Later that day I calmly entered the cell phone store and had an exchange with the single, childless, couldn't-be-older-than-20, male employee. I had to explain that, knowing my old phone was on the fritz anyway and in a moment of frustration in the never-ending saga known as Potty Training, I had taken out my anger on the most helpless and feeble item in the room: my phone. In fact, I'd thrown it against the wall, and it was now a pile of sad-looking debris in my hand. After a look of horror (and fear) crossed his face, he tried to laugh a little (I wasn't joking, I said seriously), and showed me the display of other phones, keeping his distance until his co-worker came back from lunch break, and she took over.
I am deeply flawed in the parenting department. While I don't have that kind of anger anymore (thankfully), I still lose it sometimes. And the windows are open. And I'm sure some of the neighbors hear. (Lucky for us our neighbors on one side are elderly and can't hear very well.) But that doesn't mean that I wasn't meant to be a parent.

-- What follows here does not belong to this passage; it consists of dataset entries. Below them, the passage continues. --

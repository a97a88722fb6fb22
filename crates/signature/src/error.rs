use std::fmt;

/// Ошибка, которая может возникнуть при разборе симптома или сигнатуры из
/// JSON.
///
/// Как и в `signature-matcher`, все ошибки в этом крейте возникают во
/// время *построения*; оценка (`matches`, `diff`, `getDistance`) тотальна
/// и никогда не завершается ошибкой.
#[derive(Clone, Debug, Eq, PartialEq)]
pub struct Error {
    context: Option<String>,
    kind: ErrorKind,
}

/// Вид ошибки, которая может возникнуть при разборе симптома или сигнатуры.
#[derive(Clone, Debug, Eq, PartialEq)]
#[non_exhaustive]
pub enum ErrorKind {
    /// Обязательное поле отсутствует (специфично для конкретного вида
    /// симптома, в отличие от `Matcher`'s общего `MissingKey`).
    MissingField(&'static str),
    /// Значение ключа `type` не является одним из семи известных тегов
    /// симптомов. Несёт полученный тег дословно.
    UnknownSymptomType(String),
    /// `src` поля `output` не равно `"stdout"` или `"stderr"`.
    BadSource(String),
    /// `functionNames` поля `stackFrames` пуст.
    EmptyFrameList,
    /// Значение поля имеет не тот тип JSON, который ожидался (вне
    /// примитивов `signature-matcher`, например `registerNames`).
    BadType { field: &'static str, expected: &'static str },
    /// Ошибка, возникшая в одном из примитивов сопоставления
    /// (`StringMatch`/`NumberMatch`/доступ к JSON).
    Matcher(signature_matcher::Error),
}

impl Error {
    pub(crate) fn new(context: impl Into<String>, kind: ErrorKind) -> Error {
        Error { context: Some(context.into()), kind }
    }

    pub(crate) fn bare(kind: ErrorKind) -> Error {
        Error { context: None, kind }
    }

    pub fn context(&self) -> Option<&str> {
        self.context.as_deref()
    }

    pub fn kind(&self) -> &ErrorKind {
        &self.kind
    }
}

impl From<signature_matcher::Error> for Error {
    fn from(err: signature_matcher::Error) -> Error {
        Error::bare(ErrorKind::Matcher(err))
    }
}

impl std::error::Error for Error {}

impl fmt::Display for Error {
    fn fmt(&self, f: &mut fmt::Formatter<'_>) -> fmt::Result {
        match &self.context {
            None => self.kind.fmt(f),
            Some(ctx) => write!(f, "{ctx}: {}", self.kind),
        }
    }
}

impl fmt::Display for ErrorKind {
    fn fmt(&self, f: &mut fmt::Formatter<'_>) -> fmt::Result {
        match self {
            ErrorKind::MissingField(name) => {
                write!(f, "missing required field '{name}'")
            }
            ErrorKind::UnknownSymptomType(tag) => {
                write!(f, "unknown symptom type '{tag}'")
            }
            ErrorKind::BadSource(src) => {
                write!(f, "bad source '{src}', expected 'stdout' or 'stderr'")
            }
            ErrorKind::EmptyFrameList => {
                write!(f, "stackFrames functionNames must be non-empty")
            }
            ErrorKind::BadType { field, expected } => {
                write!(f, "field '{field}' expected a JSON {expected}")
            }
            ErrorKind::Matcher(err) => write!(f, "{err}"),
        }
    }
}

We can be the right person for the job and still be clueless about how to do it. We can screw up and embarrass ourselves over and over again and still be getting somewhere so long as we're learning.
It's not a coincidence that my anger happened mainly with my first son. I was new at being a mother. I'd never done this before. Since then, I've learned, through the patterns of daily life as a mother (where everything is repetition), how to juggle things a little better, and how to lower the bar of my expectations until it practically touches the floor.
Maybe we can be kinder, more merciful to leaders and disciples and parents and even kids who've never been those before. It's all pretty new. Give them some time to get more of it down because most of the time, they do. How many times do I have to read the story of Peter until I believe that?